In agreement with previous investigators [12, 27, 32], our study also demonstrated a statistically significant strong positive correlation between SUV measurements from PET/MR and those from PET/CT (Figs. 6 and 7) for benign and malignant lesions and for organs. However, a significant nonzero correlation coefficient does not imply that two methods are concordant [23]. Concordance of measurements obtained with two different modalities is important in terms of interchangeable use of measurements performed with either of the two modalities and in terms of facilitated comparison of quantitative data from different institutions. Quantification of tracer uptake plays an increasing relevant role in patients with head and neck cancer as an increasing number of protocols use sequential SUV measurements during treatment and in the early posttreatment phase, for the assessment of treatment response, to adapt treatment plans individually, and for systematic follow-up purposes after radio(chemo)therapy [20, 21, 3335]. In our study, the Bland-Altman plots revealed a limited concordance of measurements in particular for lesions with high SUVs (Figs. 6 and 7). In malignant tumours, the relative difference between SUVs from PET/MR and those from PET/CT was influenced, among the factors analysed, by lesion size (the larger the tumour, the higher the SUV) and the difference in SUVs, but other factors, such as anatomic location and lesion type did not affect the difference between SUVs measured on PET/MR and those measured on PET/CT.

SUV has been shown to depend on tumour size, partial volume effect, data acquisition, reconstruction protocol and image characteristics (spatial resolution, noise, number of iterations and attenuation correction method) [3638]. The attenuation correction method used in PET/MR ignores the presence of bony structures in contrast to that used in PET/CT. Some investigators have suggested that ignoring bone could be acceptable for the abdominal and hip regions [18, 39] but probably not in the thorax or in the head and neck [40]. Bini et al. [32] recently showed in an animal model that the MR attenuation correction method underestimated PET values by less than 10 % in most regions except areas containing bone or areas close to large bony structures. Ignoring bone might also not be adequate for quantification of osseous lesions with a reported difference between measurements on PET/MR and PET/CT of 5 – 30 % [18, 40, 41].

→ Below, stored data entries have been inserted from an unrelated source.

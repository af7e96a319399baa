use std::sync::Arc;

use log::*;
use reqwest::{
    header::{HeaderMap, HeaderValue, AUTHORIZATION},
    Client,
    Method,
};
use serde::de::DeserializeOwned;

use crate::{config::StripeConfig, data_objects::NewPaymentIntent, PaymentIntent, StripeApiError};

#[derive(Clone)]
pub struct StripeApi {
    config: StripeConfig,
    client: Arc<Client>,
}

impl StripeApi {
    pub fn new(config: StripeConfig) -> Result<Self, StripeApiError> {
        let mut headers = HeaderMap::with_capacity(1);
        let bearer = format!("Bearer {}", config.secret_key.reveal());
        let mut val =
            HeaderValue::from_str(&bearer).map_err(|e| StripeApiError::Initialization(e.to_string()))?;
        val.set_sensitive(true);
        headers.insert(AUTHORIZATION, val);
        let client = Client::builder()
            .default_headers(headers)
            .build()
            .map_err(|e| StripeApiError::Initialization(e.to_string()))?;
        Ok(Self { config, client: Arc::new(client) })
    }

    /// Sends a form-encoded request to the Stripe REST API and deserializes the JSON response. Stripe returns a
    /// non-2xx status with a JSON error document on failure; the body is surfaced verbatim in the error.
    pub async fn form_query<T: DeserializeOwned>(
        &self,
        method: Method,
        path: &str,
        params: &[(&str, String)],
    ) -> Result<T, StripeApiError> {
        let url = self.url(path);
        trace!("Sending Stripe query: {url}");
        let req = self.client.request(method, url).form(params);
        let response = req.send().await.map_err(|e| StripeApiError::RestResponseError(e.to_string()))?;
        if response.status().is_success() {
            trace!("Stripe query successful. {}", response.status());
            response.json::<T>().await.map_err(|e| StripeApiError::JsonError(e.to_string()))
        } else {
            let status = response.status().as_u16();
            let message = response.text().await.map_err(|e| StripeApiError::RestResponseError(e.to_string()))?;
            Err(StripeApiError::QueryError { status, message })
        }
    }

    pub fn url(&self, path: &str) -> String {
        format!("{}/v1{path}", self.config.api_url)
    }

    /// Requests a new single-use payment intent and returns it. The `client_secret` field is what front-ends need to
    /// complete the charge; callers should treat the rest of the object as informational.
    pub async fn create_payment_intent(&self, intent: NewPaymentIntent) -> Result<PaymentIntent, StripeApiError> {
        debug!("Requesting payment intent for {}", intent.amount);
        let params = intent.to_form_params();
        let result = self.form_query::<PaymentIntent>(Method::POST, "/payment_intents", &params).await?;
        info!("Created payment intent {} for {}", result.id, intent.amount);
        Ok(result)
    }
}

From a clinical point of view, our study suggests that SUVs measured on PET/MR and those measured on PET/CT may differ in particular in large head and neck tumours (Fig. 7). Although this finding may not be relevant for qualitative interpretation of PET scans for diagnostic purposes, it may have implications for tracer quantification. Therefore, when monitoring response to chemo(radio)therapy and for follow-up purposes in patients with head and neck oncology, if the initial examination was a PET/MR scan, particular care should be taken to perform the follow-up examinations on the same PET/MR machine in order to allow better evaluation of quantitative changes in tracer uptake, and vice-versa, the information that SUVs of head and neck tumours may be underestimated by 20 % using PET/MR as compared to PETR/CT may be important for the every-day clinical use of this new hybrid technology.

Conclusion

In this study, we showed that in patients with head and neck oncology, the PET data obtained with a sequential PET/MR show equivalent findings to the PET data from PET/CT regarding image and fusion quality, lesion conspicuity, anatomic location of focal uptake, number of detected malignant and benign lesions and number of diagnosed patients with and without malignant lesions. Comparison of SUVs revealed an excellent correlation for measurements on both modalities, but underestimation of 18F-FDG uptake for focal lesions (benign and malignant) and organs as compared to that estimated from PET/CT. Among the tested factors, tumour size was the major factor affecting the difference between SUV measured on PET/MR and those measured on PET/CT.